Über das Erlebnis existentialistischer Blickerfahrungsdramen hinaus eröffnet die Installation zudem eine Perspektive auf ein weiteres, interessantes photographisches Phänomen. In der schier endlosen Wiederholung wird das ursprünglich Singuläre des photographischen Porträts aufgehoben und in eine unendlich fortsetztbare Musterstruktur überführt. Eigentlich bedeutet dies eine Abwertung des Bildes zum Muster. In der Wahrnehmung des Raumes jedoch ist zu beobachten, wie sich ausgerechnet in dieser Struktur eine Steigerung der Ausdrucksstärke des eigentlichen Bildgegenstandes erreichen lässt. Denn, nimmt man Abstand und konzentriert sich auf die Addition der je einzelnen Gesichtsabbildung und folgt ihnen mit der Distanznahme des Betrachters, nicht der des Betrachteten, dann erlebt man eine maßlose Steigerung der Ambiguität im Ausdrucks des Dargestellten.
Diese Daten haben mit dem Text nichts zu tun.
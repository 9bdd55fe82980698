//! Token commands.
//!
//! `edgeauth` - Mint a new digest token (the default action).
//! `edgeauth verify` - Verify a token against a secret.
//! `edgeauth inspect` - Show a token's contents without verifying it.

use anyhow::Context;
use chrono::{DateTime, Utc};
use clap::Args;
use edgeauth_core::EdgeAuthConfig;
use edgeauth_token::{TokenBuilder, TokenType, VerifyResult, inspect_token_unverified, verify_and_decode};
use std::io::Write;
use std::path::PathBuf;

use super::{load_config, read_token};

/// Options for minting a token.
#[derive(Args, Debug, Clone, Default)]
pub struct MintOptions {
    /// The application ID
    #[arg(short = 'u', long, env = "EDGEAUTH_APPLICATION_ID")]
    pub application_id: Option<String>,

    /// The application secret
    #[arg(short = 'w', long, env = "EDGEAUTH_SECRET", hide_env_values = true)]
    pub secret: Option<String>,

    /// Token life time in seconds [default: 3600]
    #[arg(
        short = 'l',
        long,
        conflicts_with = "expires_at",
        value_parser = clap::value_parser!(i64).range(1..)
    )]
    pub expires_in_seconds: Option<i64>,

    /// Token expires at timestamp measured in milliseconds since UNIX epoch
    #[arg(short = 'e', long)]
    pub expires_at: Option<i64>,

    #[command(flatten)]
    pub kind: TokenKindArgs,

    /// [STREAMING] Comma separated list of capabilities
    #[arg(short = 'b', long, value_delimiter = ',')]
    pub capabilities: Vec<String>,

    /// Token is limited to the given session
    #[arg(short = 'z', long)]
    pub session_id: Option<String>,

    /// Token is limited to the given remote address
    #[arg(short = 'x', long)]
    pub remote_address: Option<String>,

    /// [STREAMING] Token is limited to the given origin stream
    #[arg(short = 'o', long)]
    pub origin_stream_id: Option<String>,

    /// [STREAMING] Token is limited to the given channel
    #[arg(short = 'c', long)]
    pub channel: Option<String>,

    /// [STREAMING] Token is limited to the given channel alias
    #[arg(short = 'i', long)]
    pub channel_alias: Option<String>,

    /// [STREAMING] Token is limited to the given room
    #[arg(short = 'm', long)]
    pub room: Option<String>,

    /// [STREAMING] Token is limited to the given room alias
    #[arg(short = 'n', long)]
    pub room_alias: Option<String>,

    /// [STREAMING] Token is limited to streams with the given tag
    #[arg(short = 't', long)]
    pub tag: Option<String>,

    /// [REPORTING] Apply tag to the new stream (repeatable)
    #[arg(short = 'r', long = "apply-tag")]
    pub apply_tags: Vec<String>,

    /// Custom backend URI
    #[arg(long)]
    pub uri: Option<String>,

    /// Also print the signed claims as pretty JSON
    #[arg(long)]
    pub pretty: bool,

    /// Configuration file (YAML)
    #[arg(long, env = "EDGEAUTH_CONFIG")]
    pub config: Option<PathBuf>,
}

/// Token type flags. At most one may be given.
#[derive(Args, Debug, Clone, Default)]
#[group(multiple = false)]
pub struct TokenKindArgs {
    /// Token can be used for authentication only
    #[arg(short = 'a', long)]
    pub authentication_only: bool,

    /// Token can be used for streaming only
    #[arg(short = 's', long)]
    pub streaming_only: bool,

    /// Token can be used for publishing only
    #[arg(short = 'p', long)]
    pub publishing_only: bool,
}

impl TokenKindArgs {
    fn token_type(&self) -> Option<TokenType> {
        if self.authentication_only {
            Some(TokenType::Auth)
        } else if self.streaming_only {
            Some(TokenType::Stream)
        } else if self.publishing_only {
            Some(TokenType::Publish)
        } else {
            None
        }
    }
}

/// Assemble a builder from flags, falling back to the configuration.
fn builder_from(options: MintOptions, config: &EdgeAuthConfig) -> anyhow::Result<TokenBuilder> {
    let mut builder = TokenBuilder::new();

    if let Some(application_id) = options
        .application_id
        .or_else(|| config.signing.application_id.clone())
    {
        builder = builder.with_application_id(application_id);
    }

    let secret = match options.secret {
        Some(secret) => Some(secret),
        None => config
            .signing
            .resolve_secret()
            .context("Failed to resolve the signing secret")?,
    };
    if let Some(secret) = secret {
        builder = builder.with_secret(secret);
    }

    if let Some(uri) = options.uri {
        builder = builder.with_uri(uri);
    }

    builder = match options.expires_at {
        Some(millis) => builder.expires_at_millis(millis),
        None => builder.expires_in_seconds(
            options
                .expires_in_seconds
                .unwrap_or(config.defaults.expires_in_seconds),
        ),
    };

    let token_type = match options.kind.token_type() {
        Some(token_type) => Some(token_type),
        None => config
            .defaults
            .token_type
            .as_deref()
            .map(str::parse::<TokenType>)
            .transpose()
            .context("Invalid token_type in configuration")?,
    };
    if let Some(token_type) = token_type {
        builder = builder.for_type(token_type);
    }

    if let Some(session_id) = options.session_id {
        builder = builder.for_session(session_id);
    }
    if let Some(remote_address) = options.remote_address {
        builder = builder.for_remote_address(remote_address);
    }
    if let Some(origin_stream_id) = options.origin_stream_id {
        builder = builder.for_origin_stream(origin_stream_id);
    }
    if let Some(channel) = options.channel {
        builder = builder.for_channel(channel);
    }
    if let Some(channel_alias) = options.channel_alias {
        builder = builder.for_channel_alias(channel_alias);
    }
    if let Some(room) = options.room {
        builder = builder.for_room(room);
    }
    if let Some(room_alias) = options.room_alias {
        builder = builder.for_room_alias(room_alias);
    }
    if let Some(tag) = options.tag {
        builder = builder.for_tag(tag);
    }

    let capabilities = if options.capabilities.is_empty() {
        config.defaults.capabilities.clone()
    } else {
        options.capabilities
    };
    for capability in capabilities
        .into_iter()
        .map(|c| c.trim().to_string())
        .filter(|c| !c.is_empty())
    {
        builder = builder.with_capability(capability);
    }

    let apply_tags = if options.apply_tags.is_empty() {
        config.defaults.apply_tags.clone()
    } else {
        options.apply_tags
    };
    for tag in apply_tags {
        builder = builder.apply_tag(tag);
    }

    Ok(builder)
}

/// Mint a new digest token.
pub fn mint(options: MintOptions, out: &mut impl Write) -> anyhow::Result<()> {
    let config = load_config(options.config.as_deref())?;
    let pretty = options.pretty;

    let built = builder_from(options, &config)?
        .build()
        .context("Failed to build token")?;

    writeln!(out, "{}", built.token())?;
    if pretty {
        writeln!(out, "{}", built.pretty_payload()?)?;
    }

    Ok(())
}

/// Verify a token against a secret.
///
/// Returns the verification result so the caller can pick the exit code.
pub fn verify(
    secret: Option<String>,
    config: Option<PathBuf>,
    token: &str,
    out: &mut impl Write,
) -> anyhow::Result<VerifyResult> {
    let secret = match secret {
        Some(secret) => secret,
        None => load_config(config.as_deref())?
            .signing
            .resolve_secret()
            .context("Failed to resolve the signing secret")?
            .context("Secret not provided. Either pass --secret or set EDGEAUTH_SECRET env var")?,
    };

    let token = read_token(token)?;
    let result = verify_and_decode(&secret, &token);

    match &result {
        VerifyResult::Verified(claims) => {
            writeln!(out, "✔ Token is valid")?;
            writeln!(out)?;
            writeln!(out, "{}", claims.to_pretty_string()?)?;
            if let Some(expires_at) = claims.expires_at() {
                if claims.is_expired_at(Utc::now()) {
                    writeln!(out)?;
                    writeln!(out, "  Note: token expired at {}", expires_at.to_rfc3339())?;
                }
            }
        }
        VerifyResult::Failed(code) => {
            writeln!(out, "✖ Token verification failed: {}", code)?;
        }
    }

    Ok(result)
}

/// Inspect a token without verification.
pub fn inspect(token: &str, out: &mut impl Write) -> anyhow::Result<()> {
    let token = read_token(token)?;
    let info = inspect_token_unverified(&token)
        .map_err(|code| anyhow::anyhow!("Failed to decode token: {}", code))?;

    writeln!(out, "Token Information (unverified):")?;
    writeln!(out, "  Application ID: {}", info.application_id)?;
    writeln!(out, "  Digest: {}", info.digest)?;
    if let Some(token_type) = info.claims.token_type() {
        writeln!(out, "  Type: {}", token_type)?;
    }
    if let Some(expires_at) = info.claims.expires_at() {
        writeln!(out, "  Expires: {}", format_expiration(expires_at, Utc::now()))?;
    }
    writeln!(out)?;
    writeln!(out, "{}", serde_json::to_string_pretty(&info.claims)?)?;

    Ok(())
}

fn format_expiration(expires_at: DateTime<Utc>, now: DateTime<Utc>) -> String {
    if expires_at <= now {
        format!("{} (expired)", expires_at.to_rfc3339())
    } else {
        expires_at.to_rfc3339()
    }
}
Amin El Dib gestaltet mit seiner Installation „Jacques“ in den 11m2, mit einfachen Mitteln, einen Raum als physisch erlebbare Herausforderung an die Wahrnehmung eines einzigen photographischen Bildes.
Rafael von Uslar
i Hans Georg Gadamer: Die Okkasionalität des Porträts. In: Wahrheit und Methode. Grundzüge einer philosophischen Hermeneutik. Tübingen 1990, S. 149ff.
ii Georg Wilhelm Friedrich Hegel: Vorlesungen über die Ästhetik. In: Band 3, Werke 15, Frankfurt am Main 1990, S. 102.
iii Jean-Paul Satre: Der Blick, in: Das Sein und das Nichts. Versuch einer phänomenologischen Onthologie, Hrsg. von Traugott König, Hamburg, 2009, S. 457ff.